The emergence of oxygen-producing photosynthesis had a profound effect on Earth's surface environment. It eventually oxidized the oceans and atmosphere, paving the way for aerobic life. Determining the timing of photosynthesis and the subsequent transformation of biogeochemical cycles relies on analyzing clues in ancient buried sediments. Johnson et al. analyzed the mineralogy and isotopic signatures of carbon and sulfur in 2.4-billion-year-old drill cores from South Africa. Synchrotron-based x-ray absorption spectroscopy revealed that abundant Mn oxides were hosted in carbonate deposits, which were probably formed via oxidation of soluble Mn(II). Several lines of geochemical evidence based on redox-sensitive proxies, however, preclude oxygen as the primary oxidant acting on Mn.
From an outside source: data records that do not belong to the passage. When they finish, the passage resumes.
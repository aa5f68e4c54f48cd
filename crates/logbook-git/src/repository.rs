//! Git repository operations

use std::path::{Path, PathBuf};

use git2::Repository;
use tracing::{info, instrument};

use logbook_core::error::GitError;

/// Result type for git operations
pub type Result<T> = std::result::Result<T, GitError>;

/// Git repository wrapper
pub struct GitRepo {
    pub(crate) repo: Repository,
    path: PathBuf,
}

impl GitRepo {
    /// Open a repository at the given path
    #[instrument(fields(path = %path.display()))]
    pub fn open(path: &Path) -> Result<Self> {
        info!(path = %path.display(), "opening git repository");
        let repo = Repository::open(path).map_err(|e| {
            if e.code() == git2::ErrorCode::NotFound {
                GitError::RepositoryNotFound(path.to_path_buf())
            } else {
                GitError::OpenFailed(e.to_string())
            }
        })?;

        Ok(Self {
            path: path.to_path_buf(),
            repo,
        })
    }

    /// Discover and open a repository by searching parent directories
    #[instrument(fields(start_path = %start_path.display()))]
    pub fn discover(start_path: &Path) -> Result<Self> {
        info!(start_path = %start_path.display(), "discovering git repository");
        let repo = Repository::discover(start_path).map_err(|e| {
            if e.code() == git2::ErrorCode::NotFound {
                GitError::NotARepository(start_path.to_path_buf())
            } else {
                GitError::OpenFailed(e.to_string())
            }
        })?;

        let path = repo.workdir().unwrap_or_else(|| repo.path()).to_path_buf();

        Ok(Self { repo, path })
    }

    /// Get the repository path
    pub fn path(&self) -> &Path {
        &self.path
    }

    /// Get the working directory, failing for bare repositories
    pub fn workdir(&self) -> Result<&Path> {
        self.repo.workdir().ok_or(GitError::BareRepository)
    }

    /// Get the HEAD commit
    pub fn head_commit(&self) -> Result<git2::Commit<'_>> {
        let head = self.repo.head().map_err(GitError::Git2)?;
        head.peel_to_commit().map_err(GitError::Git2)
    }

    /// Get the current branch name, `None` when HEAD is detached or unborn
    pub fn current_branch(&self) -> Result<Option<String>> {
        let head = match self.repo.head() {
            Ok(head) => head,
            Err(e) if e.code() == git2::ErrorCode::UnbornBranch => return Ok(None),
            Err(e) => return Err(e.into()),
        };

        if head.is_branch() {
            Ok(head.shorthand().map(|s| s.to_string()))
        } else {
            Ok(None)
        }
    }

    /// Check if the working directory has no tracked modifications
    pub fn is_clean(&self) -> Result<bool> {
        let mut opts = git2::StatusOptions::new();
        opts.include_untracked(false).include_ignored(false);

        let statuses = self.repo.statuses(Some(&mut opts))?;
        Ok(statuses.iter().all(|entry| entry.status().is_empty()))
    }
}
//! Configuration system for logbook

pub mod defaults;
mod loader;
mod types;
pub mod validation;

pub use defaults::*;
pub use loader::*;
pub use types::*;
pub use validation::*;
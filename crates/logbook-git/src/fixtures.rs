//! Repository fixtures shared by the tests of this crate

use std::path::Path;

use git2::{Oid, Repository, Signature, Time};
use tempfile::TempDir;

pub fn init_repo() -> (TempDir, Repository) {
    let temp = TempDir::new().unwrap();
    let repo = Repository::init(temp.path()).unwrap();
    (temp, repo)
}

/// Write `relative` and commit it on HEAD at the current time
pub fn commit_file(temp: &TempDir, repo: &Repository, relative: &str, content: &str, message: &str) -> Oid {
    let sig = Signature::now("Test", "test@example.com").unwrap();
    commit_file_as(temp, repo, relative, content, message, &sig)
}

/// Write `relative` and commit it on HEAD at `seconds` since the epoch
pub fn commit_file_at(
    temp: &TempDir,
    repo: &Repository,
    relative: &str,
    content: &str,
    message: &str,
    seconds: i64,
) -> Oid {
    let sig = Signature::new("Test", "test@example.com", &Time::new(seconds, 0)).unwrap();
    commit_file_as(temp, repo, relative, content, message, &sig)
}

fn commit_file_as(
    temp: &TempDir,
    repo: &Repository,
    relative: &str,
    content: &str,
    message: &str,
    sig: &Signature<'_>,
) -> Oid {
    let path = temp.path().join(relative);
    std::fs::create_dir_all(path.parent().unwrap()).unwrap();
    std::fs::write(&path, content).unwrap();

    let mut index = repo.index().unwrap();
    index.add_path(Path::new(relative)).unwrap();
    index.write().unwrap();

    let tree_id = index.write_tree().unwrap();
    let tree = repo.find_tree(tree_id).unwrap();
    let parents = match repo.head() {
        Ok(head) => vec![head.peel_to_commit().unwrap()],
        Err(_) => Vec::new(),
    };
    let parent_refs: Vec<_> = parents.iter().collect();

    repo.commit(Some("HEAD"), sig, sig, message, &tree, &parent_refs)
        .unwrap()
}
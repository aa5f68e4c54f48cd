//! Changelog generation

use chrono::{DateTime, SecondsFormat, Utc};
use tracing::{debug, instrument, warn};

use crate::patterns::HEADING;
use crate::types::Changelog;

/// Render an updated document with a new change-set stamped with the current time
pub fn render(changelog: &Changelog, title: &str, changes: &[String]) -> String {
    render_at(changelog, title, changes, Utc::now())
}

/// Render an updated document with a new change-set, stamped with `now`.
///
/// The header is re-emitted untouched, the new change-set is placed above the
/// previous body, and the footer is replaced by a fresh `Last ran:` line.
/// Re-parsing the output yields the same header and directives, the new
/// change-set followed by the previous ones, and `now` truncated to
/// milliseconds. Blank changes are left out.
#[instrument(skip(changelog, changes), fields(change_count = changes.len()))]
pub fn render_at(
    changelog: &Changelog,
    title: &str,
    changes: &[String],
    now: DateTime<Utc>,
) -> String {
    if !HEADING.is_match(&format!("## {}\n", title)) {
        warn!(title, "change-set title will not parse back as a heading");
    }

    let mut output = String::new();

    if let Some(header) = &changelog.header_content {
        output.push_str(header);
        output.push_str("\n\n");
    }

    output.push_str("---\n\n");
    output.push_str(&format!("## {}\n", title));
    for change in changes.iter().map(|c| single_line(c)) {
        if change.is_empty() {
            continue;
        }
        output.push_str(&format!("* {}\n", change));
    }

    if !changelog.body_content.is_empty() {
        output.push('\n');
        output.push_str(&changelog.body_content);
        output.push('\n');
    }

    output.push_str("\n---\n\n");
    output.push_str(&format!("Last ran: {}\n", format_timestamp(now)));

    debug!(output_len = output.len(), "changelog rendered");
    output
}

/// Format an instant the way the `Last ran:` pattern reads it back
pub fn format_timestamp(instant: DateTime<Utc>) -> String {
    instant.to_rfc3339_opts(SecondsFormat::Millis, true)
}

/// A change must stay on one bullet line
fn single_line(change: &str) -> String {
    change.split_whitespace().collect::<Vec<_>>().join(" ")
}
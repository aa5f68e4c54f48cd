//! Changelog parsing
//!
//! Parsing is total: every input, including empty text, yields a
//! [`Changelog`]. Anything that does not match the grammar degrades to plain
//! body text, an empty directive list, or an absent timestamp.

mod change_sets;
mod directives;
mod run_metadata;
mod sections;

pub use change_sets::parse_change_sets;
pub use directives::{parse_notify, parse_owner};
pub use run_metadata::{parse_last_ran, parse_timestamp};
pub use sections::{split_sections, Sections};

use tracing::trace;

use crate::types::Changelog;

/// Parse changelog text into its structured form
pub fn parse(text: &str) -> Changelog {
    let sections = split_sections(text);

    let header_content = non_empty(sections.header);
    let body_content = sections.body.trim().to_string();
    let footer_content = non_empty(sections.footer);

    let (owner, notify) = match &header_content {
        Some(header) => (parse_owner(header), parse_notify(header)),
        None => (Vec::new(), Vec::new()),
    };
    let last_ran = footer_content.as_deref().and_then(parse_last_ran);
    let change_sets = parse_change_sets(&body_content);

    trace!(
        has_header = header_content.is_some(),
        has_footer = footer_content.is_some(),
        change_sets = change_sets.len(),
        "parsed changelog"
    );

    Changelog {
        header_content,
        body_content,
        footer_content,
        change_sets,
        owner,
        notify,
        last_ran,
    }
}

fn non_empty(segment: Option<&str>) -> Option<String> {
    segment
        .map(str::trim)
        .filter(|s| !s.is_empty())
        .map(str::to_string)
}
//! Default configuration values

/// Default configuration file name (YAML)
pub const DEFAULT_CONFIG_YAML: &str = "logbook.yaml";

/// Default configuration file name (TOML)
pub const DEFAULT_CONFIG_TOML: &str = "logbook.toml";

/// Alternative configuration file name
pub const ALT_CONFIG_FILE: &str = ".logbook.yaml";

/// Get list of config file names to search for
pub fn config_file_names() -> Vec<&'static str> {
    vec![
        DEFAULT_CONFIG_YAML,
        DEFAULT_CONFIG_TOML,
        ALT_CONFIG_FILE,
        ".logbook.toml",
    ]
}
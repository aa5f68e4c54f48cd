//! `Last ran:` run metadata in the footer

use chrono::{DateTime, NaiveDate, NaiveDateTime, Utc};

use crate::patterns::LAST_RAN;

/// When the changelog was last machine-updated.
///
/// A missing line, an empty token, or a token that is not a real instant all
/// yield `None`; callers fall back to their lookback window.
pub fn parse_last_ran(footer: &str) -> Option<DateTime<Utc>> {
    let caps = LAST_RAN.captures(footer)?;
    parse_timestamp(&caps["timestamp"])
}

/// Interpret an ISO-8601-like token as a UTC instant
pub fn parse_timestamp(token: &str) -> Option<DateTime<Utc>> {
    if token.is_empty() {
        return None;
    }

    if let Ok(parsed) = DateTime::parse_from_rfc3339(token) {
        return Some(parsed.with_timezone(&Utc));
    }

    if let Ok(naive) = NaiveDateTime::parse_from_str(token, "%Y-%m-%dT%H:%M:%S%.f") {
        return Some(naive.and_utc());
    }

    NaiveDate::parse_from_str(token, "%Y-%m-%d")
        .ok()
        .and_then(|date| date.and_hms_opt(0, 0, 0))
        .map(|naive| naive.and_utc())
}
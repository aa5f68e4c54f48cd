//! Configuration validation

use tracing::debug;

use crate::error::{ConfigError, Result};
use crate::types::RepoSlug;

use super::types::Config;

/// Longest accepted lookback window, about a century
pub const MAX_LOOKBACK_DAYS: i64 = 36_500;

/// Validate configuration
pub fn validate_config(config: &Config) -> Result<()> {
    debug!("validating configuration");
    validate_discovery(config)?;
    validate_schedule(config)?;
    validate_git(config)?;
    validate_github(config)?;
    debug!("configuration validation passed");
    Ok(())
}

fn invalid(field: &str, message: impl Into<String>) -> ConfigError {
    ConfigError::InvalidValue {
        field: field.to_string(),
        message: message.into(),
    }
}

fn validate_discovery(config: &Config) -> Result<()> {
    if config.discovery.include.is_empty() {
        return Err(invalid("discovery.include", "at least one pattern is required").into());
    }

    Ok(())
}

fn validate_schedule(config: &Config) -> Result<()> {
    if config.schedule.lookback_days <= 0 {
        return Err(invalid("schedule.lookback_days", "must be a positive number of days").into());
    }

    if config.schedule.lookback_days > MAX_LOOKBACK_DAYS {
        return Err(invalid(
            "schedule.lookback_days",
            format!("must be at most {} days", MAX_LOOKBACK_DAYS),
        )
        .into());
    }

    Ok(())
}

fn validate_git(config: &Config) -> Result<()> {
    if config.git.remote.is_empty() {
        return Err(invalid("git.remote", "remote cannot be empty").into());
    }

    if config.git.base_branch.is_empty() {
        return Err(invalid("git.base_branch", "branch cannot be empty").into());
    }

    if config.git.commit_message.trim().is_empty() {
        return Err(invalid("git.commit_message", "commit message cannot be empty").into());
    }

    Ok(())
}

fn validate_github(config: &Config) -> Result<()> {
    if let Err(e) = url::Url::parse(&config.github.api_url) {
        return Err(invalid("github.api_url", e.to_string()).into());
    }

    if let Some(repository) = &config.github.repository {
        repository
            .parse::<RepoSlug>()
            .map_err(|message| invalid("github.repository", message))?;
    }

    Ok(())
}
Moreover, because the rise of oxygen from oxygenic cyanobacteria would not occur for another 200 million years after the sediments were deposited, a primitive (or transitional) form of photosynthesis may have been responsible for forming the Mn oxides. In this scenario, the water-oxidizing complex in the early photosynthesizing enzyme machinery utilized Mn(II) as an electron donor.

Proc. Natl. Acad. Sci. U.S.A. 110, 11238 (2013).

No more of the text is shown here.